This project provides a modular Python solution to extract text, hyperlinks, images, and tables from PDF, DOCX, and PPTX files while capturing metadata such as file type, page/slide numbers, font styles, and more. The project also includes functionality to store the extracted data in both files and a MySQL database.
|-- loaders/
|-- file_loader.py # Abstract class for file loaders
|-- pdf_loader.py # PDF file loader
|-- docx_loader.py # DOCX file loader
|-- ppt_loader.py # PPTX file loader
|-- storage/
|-- storage.py # Abstract class for data storage
|-- sql_storage.py # SQL storage for extracted data
|-- tests/
|-- test_extractor.py #pytest test cases for functionality
|-- data_extractor.py # Main class to extract text, links, images, and tables from files
|-- main.py # Main script to run the extraction and storage process
|-- config.env # Environment variables for MySQL connection
|-- output/ # Folder to store extracted data (text, links, images, tables)
|-- test_files/ # Test files (PDF, DOCX, PPTX) used for manual and unit testing
|-- pdf/
|-- docx/
|-- pptx/
- Text Extraction: Extracts plain text from PDF, DOCX, and PPTX files along with metadata (font style, page number, slide number, headings).
- Hyperlink Extraction: Extracts URLs and linked text from PDF, DOCX, and PPTX files.
- Image Extraction: Extracts images and metadata (resolution, format, page/slide number) and stores them in separate folders.
- Table Extraction: Extracts tables and stores them in CSV format for each file type.
- Storage Options:
- File Storage: Saves text, links, images, and tables into separate files.
- SQL Storage: Stores extracted data into a MySQL database.
- Clone the repo:
git clone https://github.com/your_username/pdf-docx-pptx-extractor.git
cd pdf-docx-pptx-extractor
- Set up a Python virtual environment and install dependencies:
python -m venv env
source env/bin/activate # On Windows use `env\Scripts\activate`
pip install -r requirements.txt
- Set up your MySQL database and create a .env file for MySQL credentials:
DB_HOST=your_host
DB_USER=your_user
DB_PASSWORD=your_password
DB_NAME=your_database
- Run the main script:
python main.py
- The extracted data will be saved in the output/ folder and organized into subfolders based on file type (PDF, DOCX, PPTX). Additionally, data will be stored in the MySQL database if configured correctly.
- To change the files you want to extract data from, put your file in
test_files
folder in the intended folder, and change the path inmain.py
and run the code!
Test cases have been manually prepared and provided in the Excel file and can be tested with different file types and scenarios:
- PDF: Small, large, corrupted, annotated, and multilingual PDFs.

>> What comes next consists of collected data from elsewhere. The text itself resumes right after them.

//! Outbound email abstraction.
//!
//! The core only decides *when* and *what* to send; transport belongs to an
//! external collaborator behind [`Mailer`]. Delivery failures never fail the
//! triggering operation: callers log and move on, and the user can re-run
//! the flow to supersede the token.

use anyhow::Result;
use serde_json::json;
use tracing::info;

#[derive(Clone, Debug)]
pub struct EmailMessage {
    pub to_email: String,
    pub template: String,
    pub payload_json: String,
}

/// Email delivery abstraction.
pub trait Mailer: Send + Sync {
    /// Deliver a message or return an error for the caller to log.
    fn send(&self, message: &EmailMessage) -> Result<()>;
}

/// Local dev mailer that logs the payload instead of sending real email.
#[derive(Clone, Debug)]
pub struct LogMailer;

impl Mailer for LogMailer {
    fn send(&self, message: &EmailMessage) -> Result<()> {
        info!(
            to_email = %message.to_email,
            template = %message.template,
            payload = %message.payload_json,
            "email send stub"
        );
        Ok(())
    }
}

/// Build the frontend verification link included in outbound emails.
pub(crate) fn build_verify_url(frontend_base_url: &str, token: &str) -> String {
    let base = frontend_base_url.trim_end_matches('/');
    format!("{base}/verify-email?token={token}")
}

/// Build the frontend password-reset link.
pub(crate) fn build_reset_url(frontend_base_url: &str, token: &str) -> String {
    let base = frontend_base_url.trim_end_matches('/');
    format!("{base}/reset-password?token={token}")
}

pub(crate) fn verification_message(to_email: &str, verify_url: &str) -> Result<EmailMessage> {
    let payload = json!({
        "email": to_email,
        "verify_url": verify_url,
    });
    Ok(EmailMessage {
        to_email: to_email.to_string(),
        template: "verify_email".to_string(),
        payload_json: serde_json::to_string(&payload)?,
    })
}

pub(crate) fn reset_message(to_email: &str, reset_url: &str) -> Result<EmailMessage> {
    let payload = json!({
        "email": to_email,
        "reset_url": reset_url,
    });
    Ok(EmailMessage {
        to_email: to_email.to_string(),
        template: "reset_password".to_string(),
        payload_json: serde_json::to_string(&payload)?,
    })
}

- DOCX: Small, large, corrupted annotated, and multilingual DOCX files.
- PPTX: Small, large, corrupted annotated, and multilingual PPTX files.
Please refer to the
test_files/
folder for these files.
I automated some of the manual test cases using pytest
. So most of the file loading and validation logic is handled by automated tests.
To run unit tests:
pytest tests/test_extractor.py -v